[Extracted records]

==============================

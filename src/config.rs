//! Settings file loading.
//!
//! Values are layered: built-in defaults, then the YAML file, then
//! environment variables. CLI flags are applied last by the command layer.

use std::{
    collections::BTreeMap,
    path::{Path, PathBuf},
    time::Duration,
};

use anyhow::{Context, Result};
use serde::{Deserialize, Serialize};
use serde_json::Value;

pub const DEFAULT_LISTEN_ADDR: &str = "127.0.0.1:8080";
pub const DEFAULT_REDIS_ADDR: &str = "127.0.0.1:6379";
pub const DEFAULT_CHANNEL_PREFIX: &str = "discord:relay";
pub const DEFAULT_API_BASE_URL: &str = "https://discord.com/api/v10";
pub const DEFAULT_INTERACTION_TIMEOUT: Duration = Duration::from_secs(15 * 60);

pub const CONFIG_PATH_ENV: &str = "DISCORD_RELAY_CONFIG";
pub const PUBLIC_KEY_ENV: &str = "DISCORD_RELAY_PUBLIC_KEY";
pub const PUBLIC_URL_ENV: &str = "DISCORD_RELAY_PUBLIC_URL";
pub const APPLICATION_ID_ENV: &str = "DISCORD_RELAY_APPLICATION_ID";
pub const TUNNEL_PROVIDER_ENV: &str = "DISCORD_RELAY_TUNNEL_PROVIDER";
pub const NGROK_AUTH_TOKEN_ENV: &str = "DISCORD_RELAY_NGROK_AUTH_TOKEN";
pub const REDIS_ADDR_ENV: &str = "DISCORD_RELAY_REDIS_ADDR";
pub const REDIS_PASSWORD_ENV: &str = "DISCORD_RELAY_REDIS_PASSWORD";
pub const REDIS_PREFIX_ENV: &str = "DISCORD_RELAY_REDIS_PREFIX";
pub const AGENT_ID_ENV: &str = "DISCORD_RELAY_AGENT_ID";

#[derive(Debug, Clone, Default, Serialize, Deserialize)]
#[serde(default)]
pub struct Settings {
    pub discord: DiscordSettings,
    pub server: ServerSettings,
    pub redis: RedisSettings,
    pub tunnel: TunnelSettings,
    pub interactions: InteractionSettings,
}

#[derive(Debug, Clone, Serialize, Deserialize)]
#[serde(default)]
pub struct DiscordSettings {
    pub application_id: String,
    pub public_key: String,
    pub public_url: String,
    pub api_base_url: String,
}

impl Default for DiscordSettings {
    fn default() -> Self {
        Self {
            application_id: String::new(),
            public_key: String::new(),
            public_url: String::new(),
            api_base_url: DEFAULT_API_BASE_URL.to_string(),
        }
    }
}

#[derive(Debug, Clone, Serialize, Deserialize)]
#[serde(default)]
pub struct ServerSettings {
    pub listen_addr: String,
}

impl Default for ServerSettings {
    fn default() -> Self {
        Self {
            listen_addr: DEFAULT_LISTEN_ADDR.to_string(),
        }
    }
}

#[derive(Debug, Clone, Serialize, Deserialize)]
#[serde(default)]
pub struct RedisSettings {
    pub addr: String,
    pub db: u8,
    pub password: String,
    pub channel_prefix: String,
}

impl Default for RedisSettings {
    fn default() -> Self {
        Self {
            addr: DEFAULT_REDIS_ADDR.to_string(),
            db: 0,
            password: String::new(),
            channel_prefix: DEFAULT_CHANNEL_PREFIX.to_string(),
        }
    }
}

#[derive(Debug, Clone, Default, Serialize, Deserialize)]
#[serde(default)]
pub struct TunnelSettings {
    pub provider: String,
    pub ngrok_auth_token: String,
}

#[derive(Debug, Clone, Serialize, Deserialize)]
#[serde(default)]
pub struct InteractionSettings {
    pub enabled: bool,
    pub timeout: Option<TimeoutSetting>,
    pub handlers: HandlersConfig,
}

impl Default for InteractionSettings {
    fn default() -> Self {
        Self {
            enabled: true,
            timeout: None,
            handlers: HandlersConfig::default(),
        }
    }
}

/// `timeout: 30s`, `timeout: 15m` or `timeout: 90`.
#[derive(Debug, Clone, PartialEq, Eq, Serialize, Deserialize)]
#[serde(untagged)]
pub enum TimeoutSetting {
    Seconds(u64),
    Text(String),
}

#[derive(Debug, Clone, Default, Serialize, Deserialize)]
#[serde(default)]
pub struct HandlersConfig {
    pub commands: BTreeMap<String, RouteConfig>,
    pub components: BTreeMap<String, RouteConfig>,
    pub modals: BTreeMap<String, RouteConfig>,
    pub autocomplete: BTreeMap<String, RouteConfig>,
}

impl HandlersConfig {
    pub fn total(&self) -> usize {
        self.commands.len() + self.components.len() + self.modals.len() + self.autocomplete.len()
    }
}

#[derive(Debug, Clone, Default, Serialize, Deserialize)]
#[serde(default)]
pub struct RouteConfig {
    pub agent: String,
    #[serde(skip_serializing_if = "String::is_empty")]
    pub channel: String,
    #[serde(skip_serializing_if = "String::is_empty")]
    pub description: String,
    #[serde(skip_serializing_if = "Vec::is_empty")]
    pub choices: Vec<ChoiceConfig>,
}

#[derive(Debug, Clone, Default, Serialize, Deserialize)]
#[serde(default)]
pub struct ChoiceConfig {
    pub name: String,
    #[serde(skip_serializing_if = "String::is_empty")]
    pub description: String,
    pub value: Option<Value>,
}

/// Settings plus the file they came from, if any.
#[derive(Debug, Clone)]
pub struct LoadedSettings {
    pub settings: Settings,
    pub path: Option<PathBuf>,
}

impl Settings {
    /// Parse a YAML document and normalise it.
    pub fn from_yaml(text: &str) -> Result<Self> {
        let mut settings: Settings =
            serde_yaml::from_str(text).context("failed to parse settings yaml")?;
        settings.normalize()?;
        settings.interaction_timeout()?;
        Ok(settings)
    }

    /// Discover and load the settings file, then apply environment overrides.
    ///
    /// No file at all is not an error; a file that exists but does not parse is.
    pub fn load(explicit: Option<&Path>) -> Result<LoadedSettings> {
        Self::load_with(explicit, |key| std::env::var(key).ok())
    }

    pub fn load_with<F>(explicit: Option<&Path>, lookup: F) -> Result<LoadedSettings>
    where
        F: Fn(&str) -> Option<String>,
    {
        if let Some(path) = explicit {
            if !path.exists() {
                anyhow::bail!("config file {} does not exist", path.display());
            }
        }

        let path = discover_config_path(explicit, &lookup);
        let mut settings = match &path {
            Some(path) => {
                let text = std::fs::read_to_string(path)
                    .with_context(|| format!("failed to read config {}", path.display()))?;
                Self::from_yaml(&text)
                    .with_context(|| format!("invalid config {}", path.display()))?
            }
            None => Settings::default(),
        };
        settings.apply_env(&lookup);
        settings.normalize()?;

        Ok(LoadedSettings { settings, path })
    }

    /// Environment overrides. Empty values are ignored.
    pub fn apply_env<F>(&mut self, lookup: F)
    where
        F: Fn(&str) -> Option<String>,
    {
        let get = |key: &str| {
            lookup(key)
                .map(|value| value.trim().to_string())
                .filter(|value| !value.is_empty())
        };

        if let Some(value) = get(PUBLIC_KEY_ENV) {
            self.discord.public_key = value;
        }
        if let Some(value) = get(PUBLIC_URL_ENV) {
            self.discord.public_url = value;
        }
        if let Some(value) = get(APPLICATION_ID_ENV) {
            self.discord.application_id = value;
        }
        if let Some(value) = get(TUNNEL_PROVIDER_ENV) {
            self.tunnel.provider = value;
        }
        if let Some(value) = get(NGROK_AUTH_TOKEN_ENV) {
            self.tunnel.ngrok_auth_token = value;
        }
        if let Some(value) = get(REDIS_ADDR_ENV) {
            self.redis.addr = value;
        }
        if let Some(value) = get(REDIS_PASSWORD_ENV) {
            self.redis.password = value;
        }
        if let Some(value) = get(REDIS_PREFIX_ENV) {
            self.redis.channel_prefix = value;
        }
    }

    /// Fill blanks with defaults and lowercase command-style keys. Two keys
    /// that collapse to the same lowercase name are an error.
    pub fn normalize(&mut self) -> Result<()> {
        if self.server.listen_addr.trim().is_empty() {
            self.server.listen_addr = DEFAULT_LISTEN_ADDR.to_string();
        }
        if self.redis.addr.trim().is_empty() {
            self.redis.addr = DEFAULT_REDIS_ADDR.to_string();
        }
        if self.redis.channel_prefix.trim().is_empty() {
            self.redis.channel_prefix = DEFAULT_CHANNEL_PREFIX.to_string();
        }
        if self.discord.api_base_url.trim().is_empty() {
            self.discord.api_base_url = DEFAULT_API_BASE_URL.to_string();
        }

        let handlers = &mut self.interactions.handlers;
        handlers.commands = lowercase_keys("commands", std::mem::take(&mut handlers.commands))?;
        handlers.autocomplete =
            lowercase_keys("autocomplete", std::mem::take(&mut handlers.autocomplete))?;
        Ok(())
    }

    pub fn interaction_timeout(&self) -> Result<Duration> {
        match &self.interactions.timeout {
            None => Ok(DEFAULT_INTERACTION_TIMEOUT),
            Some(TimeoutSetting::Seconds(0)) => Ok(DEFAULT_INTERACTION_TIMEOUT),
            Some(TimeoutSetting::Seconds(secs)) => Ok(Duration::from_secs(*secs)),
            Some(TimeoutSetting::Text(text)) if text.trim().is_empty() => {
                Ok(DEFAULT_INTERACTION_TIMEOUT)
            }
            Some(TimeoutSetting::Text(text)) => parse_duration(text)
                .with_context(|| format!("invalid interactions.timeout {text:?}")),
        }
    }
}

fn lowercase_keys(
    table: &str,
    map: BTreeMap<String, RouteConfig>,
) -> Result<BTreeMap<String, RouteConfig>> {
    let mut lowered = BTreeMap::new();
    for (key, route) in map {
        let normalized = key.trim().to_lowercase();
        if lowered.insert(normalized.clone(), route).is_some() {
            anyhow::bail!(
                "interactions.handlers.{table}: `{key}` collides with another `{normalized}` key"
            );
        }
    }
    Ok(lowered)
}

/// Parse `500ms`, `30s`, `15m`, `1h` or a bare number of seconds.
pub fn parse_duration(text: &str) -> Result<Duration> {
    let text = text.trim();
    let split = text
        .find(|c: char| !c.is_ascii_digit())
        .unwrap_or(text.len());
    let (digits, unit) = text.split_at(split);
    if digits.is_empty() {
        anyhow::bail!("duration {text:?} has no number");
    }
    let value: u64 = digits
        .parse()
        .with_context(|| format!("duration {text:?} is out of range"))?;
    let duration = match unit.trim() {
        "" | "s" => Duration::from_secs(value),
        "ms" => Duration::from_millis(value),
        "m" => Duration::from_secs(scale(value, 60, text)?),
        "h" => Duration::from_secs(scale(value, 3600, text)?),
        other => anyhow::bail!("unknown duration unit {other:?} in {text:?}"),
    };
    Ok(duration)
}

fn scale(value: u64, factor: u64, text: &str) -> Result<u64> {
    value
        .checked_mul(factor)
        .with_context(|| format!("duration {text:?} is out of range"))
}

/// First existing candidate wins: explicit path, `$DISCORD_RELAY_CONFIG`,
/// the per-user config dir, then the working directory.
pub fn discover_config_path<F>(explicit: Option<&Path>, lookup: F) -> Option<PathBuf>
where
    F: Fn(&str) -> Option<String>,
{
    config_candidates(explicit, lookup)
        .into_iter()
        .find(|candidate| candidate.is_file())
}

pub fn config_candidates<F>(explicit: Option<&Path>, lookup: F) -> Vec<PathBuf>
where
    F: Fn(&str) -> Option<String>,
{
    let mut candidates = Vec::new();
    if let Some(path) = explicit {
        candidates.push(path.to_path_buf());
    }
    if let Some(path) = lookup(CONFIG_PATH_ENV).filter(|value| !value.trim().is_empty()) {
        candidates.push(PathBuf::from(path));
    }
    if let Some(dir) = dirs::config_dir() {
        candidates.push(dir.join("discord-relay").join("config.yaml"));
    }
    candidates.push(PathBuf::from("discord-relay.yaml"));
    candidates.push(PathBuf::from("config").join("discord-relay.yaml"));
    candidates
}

==============================

What lines in the data above contain the word "factor"? Show them all.

fn scale(value: u64, factor: u64, text: &str) -> Result<u64> {
        .checked_mul(factor)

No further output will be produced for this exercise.